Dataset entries
_ _ _ _ _

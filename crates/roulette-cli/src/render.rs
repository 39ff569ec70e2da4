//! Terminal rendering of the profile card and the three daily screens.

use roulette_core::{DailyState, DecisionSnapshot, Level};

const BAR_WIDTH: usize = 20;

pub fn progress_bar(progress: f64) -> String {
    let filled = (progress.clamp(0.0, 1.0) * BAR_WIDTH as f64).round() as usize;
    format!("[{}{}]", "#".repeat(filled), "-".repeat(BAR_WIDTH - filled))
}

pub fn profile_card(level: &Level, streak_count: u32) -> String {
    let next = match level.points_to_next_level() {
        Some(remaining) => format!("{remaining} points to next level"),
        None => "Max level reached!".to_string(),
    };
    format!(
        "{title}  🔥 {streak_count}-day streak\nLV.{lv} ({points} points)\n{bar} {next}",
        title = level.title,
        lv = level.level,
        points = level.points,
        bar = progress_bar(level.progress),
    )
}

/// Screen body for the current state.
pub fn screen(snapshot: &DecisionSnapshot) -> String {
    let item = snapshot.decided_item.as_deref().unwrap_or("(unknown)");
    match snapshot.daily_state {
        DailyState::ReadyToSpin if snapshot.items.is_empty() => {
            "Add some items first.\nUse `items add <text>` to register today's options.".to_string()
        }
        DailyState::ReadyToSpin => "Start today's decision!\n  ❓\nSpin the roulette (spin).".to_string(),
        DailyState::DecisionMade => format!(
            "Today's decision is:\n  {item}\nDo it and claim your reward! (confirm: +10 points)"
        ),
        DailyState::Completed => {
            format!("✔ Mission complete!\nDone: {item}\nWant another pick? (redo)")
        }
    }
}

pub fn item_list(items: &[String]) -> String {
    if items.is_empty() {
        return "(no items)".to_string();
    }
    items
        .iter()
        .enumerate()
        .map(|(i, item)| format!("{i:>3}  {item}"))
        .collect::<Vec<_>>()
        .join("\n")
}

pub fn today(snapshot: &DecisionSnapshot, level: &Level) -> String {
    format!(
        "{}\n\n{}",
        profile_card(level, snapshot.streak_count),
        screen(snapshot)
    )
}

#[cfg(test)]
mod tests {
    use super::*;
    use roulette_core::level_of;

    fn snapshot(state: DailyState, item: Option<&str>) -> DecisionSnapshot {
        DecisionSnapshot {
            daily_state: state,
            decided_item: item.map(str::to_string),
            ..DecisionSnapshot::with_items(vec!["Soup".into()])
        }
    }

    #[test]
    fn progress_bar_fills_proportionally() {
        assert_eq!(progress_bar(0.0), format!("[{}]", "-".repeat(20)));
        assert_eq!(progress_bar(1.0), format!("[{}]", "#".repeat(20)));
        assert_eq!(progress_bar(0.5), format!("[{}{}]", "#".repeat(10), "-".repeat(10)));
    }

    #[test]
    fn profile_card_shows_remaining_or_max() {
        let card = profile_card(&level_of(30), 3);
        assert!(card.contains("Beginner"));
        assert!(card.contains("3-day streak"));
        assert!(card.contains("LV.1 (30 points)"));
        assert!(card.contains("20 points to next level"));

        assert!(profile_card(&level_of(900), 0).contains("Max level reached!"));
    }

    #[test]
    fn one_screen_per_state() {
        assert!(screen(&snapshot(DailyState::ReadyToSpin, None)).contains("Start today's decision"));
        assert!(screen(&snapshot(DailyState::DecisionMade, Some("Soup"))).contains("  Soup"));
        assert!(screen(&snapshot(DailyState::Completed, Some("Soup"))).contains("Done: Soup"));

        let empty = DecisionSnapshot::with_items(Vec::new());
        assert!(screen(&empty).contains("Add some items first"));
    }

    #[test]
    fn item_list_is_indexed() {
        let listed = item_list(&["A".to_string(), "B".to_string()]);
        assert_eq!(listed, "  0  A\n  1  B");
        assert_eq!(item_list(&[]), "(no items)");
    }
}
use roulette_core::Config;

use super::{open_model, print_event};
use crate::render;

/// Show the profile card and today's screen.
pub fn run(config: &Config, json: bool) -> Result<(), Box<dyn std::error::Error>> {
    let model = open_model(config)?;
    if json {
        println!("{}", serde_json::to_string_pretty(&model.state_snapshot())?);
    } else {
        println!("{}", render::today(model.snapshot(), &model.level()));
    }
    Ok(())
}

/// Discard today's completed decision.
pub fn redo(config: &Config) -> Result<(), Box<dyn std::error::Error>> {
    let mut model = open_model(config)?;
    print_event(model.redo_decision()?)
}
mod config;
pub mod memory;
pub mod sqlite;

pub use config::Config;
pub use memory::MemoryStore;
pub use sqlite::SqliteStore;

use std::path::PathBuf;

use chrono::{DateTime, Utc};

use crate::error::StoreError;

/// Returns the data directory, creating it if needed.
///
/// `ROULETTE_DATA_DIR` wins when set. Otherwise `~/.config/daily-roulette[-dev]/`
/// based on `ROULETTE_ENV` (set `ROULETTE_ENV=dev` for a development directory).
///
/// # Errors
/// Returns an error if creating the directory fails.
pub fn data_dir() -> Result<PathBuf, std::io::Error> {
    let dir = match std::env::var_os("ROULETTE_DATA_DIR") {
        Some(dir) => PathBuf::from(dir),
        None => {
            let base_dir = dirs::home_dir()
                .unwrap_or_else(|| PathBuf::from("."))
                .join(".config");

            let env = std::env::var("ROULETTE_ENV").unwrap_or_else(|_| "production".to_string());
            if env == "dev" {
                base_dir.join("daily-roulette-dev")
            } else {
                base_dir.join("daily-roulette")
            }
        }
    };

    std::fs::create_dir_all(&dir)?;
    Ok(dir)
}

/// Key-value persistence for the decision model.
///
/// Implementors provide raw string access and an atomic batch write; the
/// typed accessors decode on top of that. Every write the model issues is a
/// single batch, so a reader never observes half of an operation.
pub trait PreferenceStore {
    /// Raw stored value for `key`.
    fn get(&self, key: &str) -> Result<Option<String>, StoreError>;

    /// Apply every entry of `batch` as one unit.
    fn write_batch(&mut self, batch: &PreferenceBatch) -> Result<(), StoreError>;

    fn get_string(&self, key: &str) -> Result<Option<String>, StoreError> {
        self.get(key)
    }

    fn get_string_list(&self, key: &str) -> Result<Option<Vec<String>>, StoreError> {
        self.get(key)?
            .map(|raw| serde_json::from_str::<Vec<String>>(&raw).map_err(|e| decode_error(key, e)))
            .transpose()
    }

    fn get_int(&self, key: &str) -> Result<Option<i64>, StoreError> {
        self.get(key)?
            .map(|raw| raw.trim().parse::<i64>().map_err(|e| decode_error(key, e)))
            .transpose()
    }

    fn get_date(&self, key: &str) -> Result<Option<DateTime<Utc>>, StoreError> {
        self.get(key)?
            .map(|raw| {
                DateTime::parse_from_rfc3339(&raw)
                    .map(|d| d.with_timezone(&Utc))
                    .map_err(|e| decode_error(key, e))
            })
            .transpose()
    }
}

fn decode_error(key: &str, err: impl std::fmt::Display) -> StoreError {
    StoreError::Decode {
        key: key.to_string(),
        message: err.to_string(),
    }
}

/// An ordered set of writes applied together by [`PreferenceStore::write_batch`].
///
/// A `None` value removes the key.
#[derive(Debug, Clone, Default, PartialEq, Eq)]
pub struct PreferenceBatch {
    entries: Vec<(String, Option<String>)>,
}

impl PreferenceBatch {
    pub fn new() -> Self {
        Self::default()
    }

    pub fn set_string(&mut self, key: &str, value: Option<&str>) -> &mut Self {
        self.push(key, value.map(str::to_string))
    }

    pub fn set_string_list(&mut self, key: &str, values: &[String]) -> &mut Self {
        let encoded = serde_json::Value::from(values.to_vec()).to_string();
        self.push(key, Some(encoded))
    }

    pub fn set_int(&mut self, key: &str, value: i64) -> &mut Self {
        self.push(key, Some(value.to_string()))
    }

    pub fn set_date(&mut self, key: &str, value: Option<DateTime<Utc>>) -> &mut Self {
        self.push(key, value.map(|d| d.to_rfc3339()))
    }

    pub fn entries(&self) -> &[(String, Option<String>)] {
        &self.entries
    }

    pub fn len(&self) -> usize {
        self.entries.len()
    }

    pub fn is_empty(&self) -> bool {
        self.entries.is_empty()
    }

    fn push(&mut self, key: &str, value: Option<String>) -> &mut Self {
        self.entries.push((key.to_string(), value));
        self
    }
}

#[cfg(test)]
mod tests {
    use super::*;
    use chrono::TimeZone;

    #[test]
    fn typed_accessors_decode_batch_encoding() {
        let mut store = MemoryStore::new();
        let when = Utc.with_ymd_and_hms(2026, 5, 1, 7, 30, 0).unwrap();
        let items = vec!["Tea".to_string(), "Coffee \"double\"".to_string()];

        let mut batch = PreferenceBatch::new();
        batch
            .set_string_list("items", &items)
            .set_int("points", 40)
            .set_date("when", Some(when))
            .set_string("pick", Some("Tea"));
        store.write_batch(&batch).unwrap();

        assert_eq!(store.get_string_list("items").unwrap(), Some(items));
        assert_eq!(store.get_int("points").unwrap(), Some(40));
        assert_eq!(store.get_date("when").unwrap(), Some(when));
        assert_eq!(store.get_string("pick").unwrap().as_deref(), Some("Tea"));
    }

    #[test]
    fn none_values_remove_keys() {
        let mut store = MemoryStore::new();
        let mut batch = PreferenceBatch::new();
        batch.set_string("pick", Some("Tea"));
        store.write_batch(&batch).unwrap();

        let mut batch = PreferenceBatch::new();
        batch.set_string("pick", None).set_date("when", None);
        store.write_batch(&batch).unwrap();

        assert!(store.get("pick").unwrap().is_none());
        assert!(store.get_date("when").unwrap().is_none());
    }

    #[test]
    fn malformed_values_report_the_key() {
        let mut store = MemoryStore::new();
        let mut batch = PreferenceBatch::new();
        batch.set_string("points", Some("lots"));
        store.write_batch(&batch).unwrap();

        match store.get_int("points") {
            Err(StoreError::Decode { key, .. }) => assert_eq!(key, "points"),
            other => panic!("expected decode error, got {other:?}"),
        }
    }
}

_ _ _ _ _

How to complete this task
Copy every line in the records above that contains the word "sqlite".

Result of the task
pub mod sqlite;
pub use sqlite::SqliteStore;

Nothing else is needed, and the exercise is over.